PROMPT:
Only the lines below starting at the one containing "types for quarto-theme" and ending at the one containing "#[derive(Debug, Clone, PartialEq, Eq, Error)]" belong in the answer, each copied exactly.

-------- INFORMATION SHOWN --------

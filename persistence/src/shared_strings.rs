//! FILENAME: persistence/src/shared_strings.rs
//! PURPOSE: The workbook-wide deduplicated string table (`xl/sharedStrings.xml`).
//! CONTEXT: Template entries keep their original `<si>` markup so rich text
//! and phonetic runs survive; entries added during generation are plain.

use crate::xml::{escape_text, local_name, needs_preserve, unescape_hex, write_declaration};
use crate::PersistenceError;
use quick_xml::events::Event;
use quick_xml::Reader;
use std::collections::HashMap;
use std::io::{self, Write};

#[derive(Debug, Clone)]
struct Entry {
    text: String,
    /// Inner markup of the template's `<si>`, copied verbatim on write.
    raw: Option<String>,
}

#[derive(Debug, Clone, Default)]
pub struct SharedStrings {
    entries: Vec<Entry>,
    index: HashMap<String, u32>,
    references: u64,
}

impl SharedStrings {
    pub fn new() -> Self {
        Self::default()
    }

    pub(crate) fn parse(xml: &str) -> Result<Self, PersistenceError> {
        let mut table = SharedStrings::new();
        let mut reader = Reader::from_str(xml);
        let mut declared_count: Option<u64> = None;

        let mut in_si = false;
        let mut si_start = 0usize;
        let mut text = String::new();
        let mut in_t = false;
        let mut phonetic_depth = 0usize;

        loop {
            match reader.read_event()? {
                Event::Start(e) => match local_name(&e).as_str() {
                    "sst" => {
                        declared_count = crate::xml::attribute(&e, "count")?
                            .and_then(|c| c.parse().ok());
                    }
                    "si" => {
                        in_si = true;
                        si_start = reader.buffer_position();
                        text.clear();
                    }
                    "rPh" if in_si => phonetic_depth += 1,
                    "t" if in_si && phonetic_depth == 0 => in_t = true,
                    _ => {}
                },
                Event::Empty(e) => {
                    if local_name(&e) == "si" {
                        table.push_template(String::new(), String::new());
                    }
                }
                Event::Text(t) if in_t => {
                    text.push_str(&t.unescape()?);
                }
                Event::CData(t) if in_t => {
                    text.push_str(&String::from_utf8_lossy(&t.into_inner()));
                }
                Event::End(e) => match e.local_name().as_ref() {
                    b"t" => in_t = false,
                    b"rPh" => phonetic_depth = phonetic_depth.saturating_sub(1),
                    b"si" if in_si => {
                        in_si = false;
                        let end_tag = e.name().as_ref().len() + 3;
                        let si_end = reader.buffer_position().saturating_sub(end_tag);
                        let raw = xml.get(si_start..si_end).unwrap_or_default().to_string();
                        table.push_template(unescape_hex(&text), raw);
                    }
                    _ => {}
                },
                Event::Eof => break,
                _ => {}
            }
        }

        table.references = declared_count
            .unwrap_or(0)
            .max(table.entries.len() as u64);
        Ok(table)
    }

    fn push_template(&mut self, text: String, raw: String) {
        let id = self.entries.len() as u32;
        // First occurrence wins so lookups stay stable for duplicates.
        self.index.entry(text.clone()).or_insert(id);
        self.entries.push(Entry {
            text,
            raw: Some(raw),
        });
    }

    /// Index of `text`, adding it to the table if needed. Every call counts
    /// as one reference.
    pub fn intern(&mut self, text: &str) -> u32 {
        self.references += 1;
        if let Some(id) = self.index.get(text) {
            return *id;
        }
        let id = self.entries.len() as u32;
        self.index.insert(text.to_string(), id);
        self.entries.push(Entry {
            text: text.to_string(),
            raw: None,
        });
        id
    }

    pub fn get(&self, id: u32) -> Option<&str> {
        self.entries.get(id as usize).map(|e| e.text.as_str())
    }

    pub fn len(&self) -> usize {
        self.entries.len()
    }

    pub fn is_empty(&self) -> bool {
        self.entries.is_empty()
    }

    pub(crate) fn write<W: Write + ?Sized>(&self, out: &mut W) -> io::Result<()> {
        write_declaration(out)?;
        write!(
            out,
            "<sst xmlns=\"http://schemas.openxmlformats.org/spreadsheetml/2006/main\" count=\"{}\" uniqueCount=\"{}\">",
            self.references,
            self.entries.len()
        )?;
        for entry in &self.entries {
            match &entry.raw {
                Some(raw) => write!(out, "<si>{}</si>", raw)?,
                None if needs_preserve(&entry.text) => write!(
                    out,
                    "<si><t xml:space=\"preserve\">{}</t></si>",
                    escape_text(&entry.text)
                )?,
                None => write!(out, "<si><t>{}</t></si>", escape_text(&entry.text))?,
            }
        }
        out.write_all(b"</sst>")
    }
}
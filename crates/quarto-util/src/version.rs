//! Version ordering for versioned resources
//!
//! Theme manifests (and other registries) are keyed by free-form version
//! strings such as `1.2.0` or `v2.0`. This module implements the ordering
//! used to pick the "latest" entry:
//! - an optional leading `v` is ignored
//! - dotted segments are compared left to right as integers
//! - missing trailing segments count as `0`, so `1.0` == `1.0.0`
//! - a segment is read up to its first non-digit; no digits means `0`
//!
//! This is deliberately not SemVer. Pre-release and build metadata are not
//! understood: `1.0.0-rc1` reads its last segment as `0` and therefore
//! compares equal to `1.0.0`.

use std::cmp::Ordering;

/// Compare two version strings segment by segment.
///
/// ```
/// use std::cmp::Ordering;
/// use quarto_util::version::compare_versions;
///
/// assert_eq!(compare_versions("1.1.0", "1.0.0"), Ordering::Greater);
/// assert_eq!(compare_versions("1.0", "1.0.0"), Ordering::Equal);
/// ```
pub fn compare_versions(a: &str, b: &str) -> Ordering {
    let a = parse_version_parts(a);
    let b = parse_version_parts(b);

    let len = a.len().max(b.len());
    for i in 0..len {
        let av = a.get(i).copied().unwrap_or(0);
        let bv = b.get(i).copied().unwrap_or(0);
        match av.cmp(&bv) {
            Ordering::Equal => {}
            other => return other,
        }
    }
    Ordering::Equal
}

/// Split a version string into its numeric segments.
///
/// An empty string (after stripping `v`) has no segments.
pub fn parse_version_parts(version: &str) -> Vec<u64> {
    let version = version.strip_prefix('v').unwrap_or(version);
    if version.is_empty() {
        return Vec::new();
    }
    version.split('.').map(leading_number).collect()
}

/// Parse the leading run of ASCII digits; saturates instead of overflowing.
fn leading_number(segment: &str) -> u64 {
    segment
        .trim_start()
        .bytes()
        .take_while(u8::is_ascii_digit)
        .fold(0u64, |acc, d| {
            acc.saturating_mul(10).saturating_add(u64::from(d - b'0'))
        })
}
/*
 * error.rs
 * Copyright (c) 2025 Posit, PBC
 */

//! Error types for quarto-theme

use std::path::PathBuf;

use thiserror::Error;

/// Aggregated manifest validation issues.
///
/// Validation never stops at the first problem; every issue found in a
/// manifest is collected here so it can be fixed in one pass.
#[derive(Debug, Clone, PartialEq, Eq, Error)]
#[error("manifest validation failed: {}", .issues.join("; "))]
pub struct ValidationError {
    pub issues: Vec<String>,
}

impl ValidationError {
    pub fn new(issues: Vec<String>) -> Self {
        Self { issues }
    }
}

#[derive(Error, Debug)]
pub enum ThemeError {
    #[error("manifest is nil")]
    NilManifest,

    #[error(transparent)]
    Validation(#[from] ValidationError),

    #[error("name is required")]
    NameRequired,

    #[error("theme not found: {name}")]
    ThemeNotFound { name: String },

    #[error("theme version not found: {name}@{version}")]
    VersionNotFound { name: String, version: String },

    #[error("theme registry is nil")]
    RegistryUnconfigured,

    #[error("resolve theme: {source}")]
    ResolveFailed {
        #[source]
        source: Box<ThemeError>,
    },

    #[error("unsupported manifest format: {0}")]
    UnsupportedFormat(String),

    #[error("{format} decode: {message}")]
    Decode {
        format: &'static str,
        message: String,
    },

    #[error("read manifest {}: {source}", .path.display())]
    Read {
        path: PathBuf,
        #[source]
        source: std::io::Error,
    },

    #[error("decode manifest {}: {source}", .path.display())]
    InFile {
        path: PathBuf,
        #[source]
        source: Box<ThemeError>,
    },

    #[error("no manifest found in {} (looked for {})", .dir.display(), .candidates.join(", "))]
    NoManifestFound {
        dir: PathBuf,
        candidates: Vec<String>,
    },
}

impl ThemeError {
    /// Whether this error (or the cause it wraps) means the theme or version
    /// is not registered.
    pub fn is_not_found(&self) -> bool {
        match self {
            ThemeError::ThemeNotFound { .. } | ThemeError::VersionNotFound { .. } => true,
            ThemeError::ResolveFailed { source } | ThemeError::InFile { source, .. } => {
                source.is_not_found()
            }
            _ => false,
        }
    }

    /// The validation issues carried by this error, if it is (or wraps) a
    /// validation failure.
    pub fn validation_issues(&self) -> Option<&[String]> {
        match self {
            ThemeError::Validation(err) => Some(&err.issues),
            ThemeError::ResolveFailed { source } | ThemeError::InFile { source, .. } => {
                source.validation_issues()
            }
            _ => None,
        }
    }
}

pub type Result<T> = std::result::Result<T, ThemeError>;

#[cfg(test)]
mod tests {
    use super::*;

    #[test]
    fn test_validation_error_joins_issues() {
        let err = ValidationError::new(vec![
            "name is required".to_string(),
            "version is required".to_string(),
        ]);
        assert_eq!(
            err.to_string(),
            "manifest validation failed: name is required; version is required"
        );
    }

    #[test]
    fn test_resolve_failed_wraps_cause() {
        let err = ThemeError::ResolveFailed {
            source: Box::new(ThemeError::ThemeNotFound {
                name: "missing".to_string(),
            }),
        };
        assert_eq!(err.to_string(), "resolve theme: theme not found: missing");
        assert!(err.is_not_found());
        assert!(std::error::Error::source(&err).is_some());
    }

    #[test]
    fn test_version_not_found_display() {
        let err = ThemeError::VersionNotFound {
            name: "default".to_string(),
            version: "2.0.0".to_string(),
        };
        assert_eq!(err.to_string(), "theme version not found: default@2.0.0");
        assert!(err.is_not_found());
    }

    #[test]
    fn test_no_manifest_found_lists_candidates() {
        let err = ThemeError::NoManifestFound {
            dir: PathBuf::from("themes/default"),
            candidates: vec!["theme.json".to_string(), "theme.yaml".to_string()],
        };
        assert_eq!(
            err.to_string(),
            "no manifest found in themes/default (looked for theme.json, theme.yaml)"
        );
        assert!(!err.is_not_found());
    }

    #[test]
    fn test_validation_issues_through_in_file() {
        let err = ThemeError::InFile {
            path: PathBuf::from("theme.json"),
            source: Box::new(ThemeError::Validation(ValidationError::new(vec![
                "name is required".to_string(),
            ]))),
        };
        assert_eq!(err.validation_issues(), Some(&["name is required".to_string()][..]));
    }
}
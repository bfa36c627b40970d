/*
 * loader.rs
 * Copyright (c) 2025 Posit, PBC
 *
 * Decoding theme manifests from JSON and YAML.
 */

//! Manifest loading.
//!
//! Manifests are decoded from JSON or YAML and validated before they are
//! returned. When no format is known the JSON decoder is tried first, then
//! YAML.
//!
//! A directory is searched for the first of [`MANIFEST_FILENAMES`].

use std::fmt;
use std::path::Path;
use std::str::FromStr;

use crate::error::{Result, ThemeError};
use crate::manifest::Manifest;

/// Conventional manifest filenames, in search order.
pub const MANIFEST_FILENAMES: &[&str] = &[
    "theme.json",
    "theme.yaml",
    "theme.yml",
    "manifest.json",
    "manifest.yaml",
    "manifest.yml",
];

/// Serialization format of a manifest document.
#[derive(Debug, Clone, Copy, PartialEq, Eq, Hash)]
pub enum ManifestFormat {
    Json,
    Yaml,
}

impl ManifestFormat {
    pub fn as_str(&self) -> &'static str {
        match self {
            ManifestFormat::Json => "json",
            ManifestFormat::Yaml => "yaml",
        }
    }

    /// Infer the format from a file extension; unknown extensions give `None`.
    pub fn from_path(path: &Path) -> Option<Self> {
        path.extension()
            .and_then(|ext| ext.to_str())
            .and_then(|ext| ext.parse().ok())
    }
}

impl FromStr for ManifestFormat {
    type Err = ThemeError;

    fn from_str(s: &str) -> std::result::Result<Self, Self::Err> {
        match s.trim().to_lowercase().as_str() {
            "json" => Ok(ManifestFormat::Json),
            "yaml" | "yml" => Ok(ManifestFormat::Yaml),
            _ => Err(ThemeError::UnsupportedFormat(s.to_string())),
        }
    }
}

impl fmt::Display for ManifestFormat {
    fn fmt(&self, f: &mut fmt::Formatter<'_>) -> fmt::Result {
        f.write_str(self.as_str())
    }
}

/// Decode and validate a manifest from raw bytes.
///
/// `format` may be `"json"` or `"yaml"`/`"yml"`. Anything else, including
/// `None`, tries JSON then YAML.
pub fn load_bytes(data: &[u8], format: Option<&str>) -> Result<Manifest> {
    let declared = format.map(str::trim).filter(|f| !f.is_empty());
    let format = declared.and_then(|f| f.parse::<ManifestFormat>().ok());
    if let (Some(declared), None) = (declared, format) {
        tracing::debug!(format = declared, "Unknown manifest format, detecting");
    }
    decode(data, format)
}

/// Read a manifest file, inferring the format from its extension.
pub fn load_file(path: impl AsRef<Path>) -> Result<Manifest> {
    let path = path.as_ref();
    let data = std::fs::read(path).map_err(|source| ThemeError::Read {
        path: path.to_path_buf(),
        source,
    })?;

    let format = ManifestFormat::from_path(path);
    match format {
        Some(format) => {
            tracing::debug!(path = %path.display(), format = %format, "Loading theme manifest")
        }
        None => tracing::debug!(path = %path.display(), "Loading theme manifest, detecting format"),
    }

    decode(&data, format).map_err(|source| ThemeError::InFile {
        path: path.to_path_buf(),
        source: Box::new(source),
    })
}

/// Load the first conventional manifest file found in `dir`.
pub fn load_dir(dir: impl AsRef<Path>) -> Result<Manifest> {
    let dir = dir.as_ref();
    let found = MANIFEST_FILENAMES
        .iter()
        .map(|name| dir.join(name))
        .find(|candidate| candidate.is_file());

    match found {
        Some(path) => load_file(path),
        None => Err(ThemeError::NoManifestFound {
            dir: dir.to_path_buf(),
            candidates: MANIFEST_FILENAMES.iter().map(|s| s.to_string()).collect(),
        }),
    }
}

fn decode(data: &[u8], format: Option<ManifestFormat>) -> Result<Manifest> {
    let manifest = match format {
        Some(format) => decode_as(data, format)?,
        None => match decode_as(data, ManifestFormat::Json) {
            Ok(manifest) => manifest,
            Err(_) => decode_as(data, ManifestFormat::Yaml)?,
        },
    };

    // An empty or null document is a manifest with nothing set
    let manifest = manifest.unwrap_or_default();
    manifest.validate()?;
    Ok(manifest)
}

/// Decode without validating. `None` means the document was empty or null.
fn decode_as(data: &[u8], format: ManifestFormat) -> Result<Option<Manifest>> {
    let decoded = match format {
        ManifestFormat::Json => serde_json::from_slice(data).map_err(|e| e.to_string()),
        ManifestFormat::Yaml if data.iter().all(u8::is_ascii_whitespace) => Ok(None),
        ManifestFormat::Yaml => serde_yaml::from_slice(data).map_err(|e| e.to_string()),
    };
    decoded.map_err(|message| ThemeError::Decode {
        format: format.as_str(),
        message,
    })
}
/*
 * selector.rs
 * Copyright (c) 2025 Posit, PBC
 *
 * Theme/variant selection with default fallbacks.
 */

//! Theme selection.
//!
//! [`Selector`] picks a theme and variant from a [`ThemeProvider`], filling
//! in the configured defaults when the caller supplies none and retrying the
//! default theme when the requested one cannot be resolved.

use std::sync::Arc;

use crate::error::{Result, ThemeError};
use crate::registry::{ThemeProvider, ThemeQuery};
use crate::selection::Selection;
use crate::settings::ThemeSettings;

/// Selects themes from a registry with default theme/variant fallbacks.
#[derive(Clone, Default)]
pub struct Selector {
    pub registry: Option<Arc<dyn ThemeProvider>>,
    pub default_theme: String,
    pub default_variant: String,
}

impl std::fmt::Debug for Selector {
    fn fmt(&self, f: &mut std::fmt::Formatter<'_>) -> std::fmt::Result {
        f.debug_struct("Selector")
            .field("registry", &self.registry.as_ref().map(|_| "ThemeProvider"))
            .field("default_theme", &self.default_theme)
            .field("default_variant", &self.default_variant)
            .finish()
    }
}

impl Selector {
    /// Create a selector over `registry` with no defaults.
    pub fn new(registry: Arc<dyn ThemeProvider>) -> Self {
        Self {
            registry: Some(registry),
            ..Self::default()
        }
    }

    /// Create a selector using the defaults from `settings`.
    pub fn from_settings(registry: Arc<dyn ThemeProvider>, settings: &ThemeSettings) -> Self {
        Self::new(registry)
            .with_default_theme(settings.default_theme.clone())
            .with_default_variant(settings.default_variant.clone())
    }

    pub fn with_default_theme(mut self, theme: impl Into<String>) -> Self {
        self.default_theme = theme.into();
        self
    }

    pub fn with_default_variant(mut self, variant: impl Into<String>) -> Self {
        self.default_variant = variant.into();
        self
    }

    /// Resolve a theme and variant into a [`Selection`].
    ///
    /// A blank theme name means the default theme. If the lookup fails and a
    /// different default theme is configured, the default is tried before
    /// giving up. An empty variant means the default variant; the variant is
    /// not checked against the manifest.
    pub fn select(&self, theme_name: &str, variant: &str, query: &ThemeQuery) -> Result<Selection> {
        let mut theme_name = theme_name.trim();
        if theme_name.is_empty() {
            theme_name = self.default_theme.as_str();
        }

        let registry = self
            .registry
            .as_ref()
            .ok_or(ThemeError::RegistryUnconfigured)?;

        let manifest = match registry.theme(theme_name, query) {
            Ok(manifest) => Ok(manifest),
            Err(err) if !self.default_theme.is_empty() && theme_name != self.default_theme => {
                tracing::warn!(
                    theme = theme_name,
                    default = %self.default_theme,
                    error = %err,
                    "Theme not resolved, falling back to default theme"
                );
                registry.theme(&self.default_theme, query)
            }
            Err(err) => Err(err),
        }
        .map_err(|err| ThemeError::ResolveFailed {
            source: Box::new(err),
        })?;

        let variant = if variant.is_empty() {
            self.default_variant.as_str()
        } else {
            variant
        };

        Ok(Selection {
            theme: theme_name.to_string(),
            variant: variant.to_string(),
            manifest: Some(manifest),
        })
    }
}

--------

SOLUTION:
//! Error types for quarto-theme

use std::path::PathBuf;

use thiserror::Error;

/// Aggregated manifest validation issues.
///
/// Validation never stops at the first problem; every issue found in a
/// manifest is collected here so it can be fixed in one pass.
#[derive(Debug, Clone, PartialEq, Eq, Error)]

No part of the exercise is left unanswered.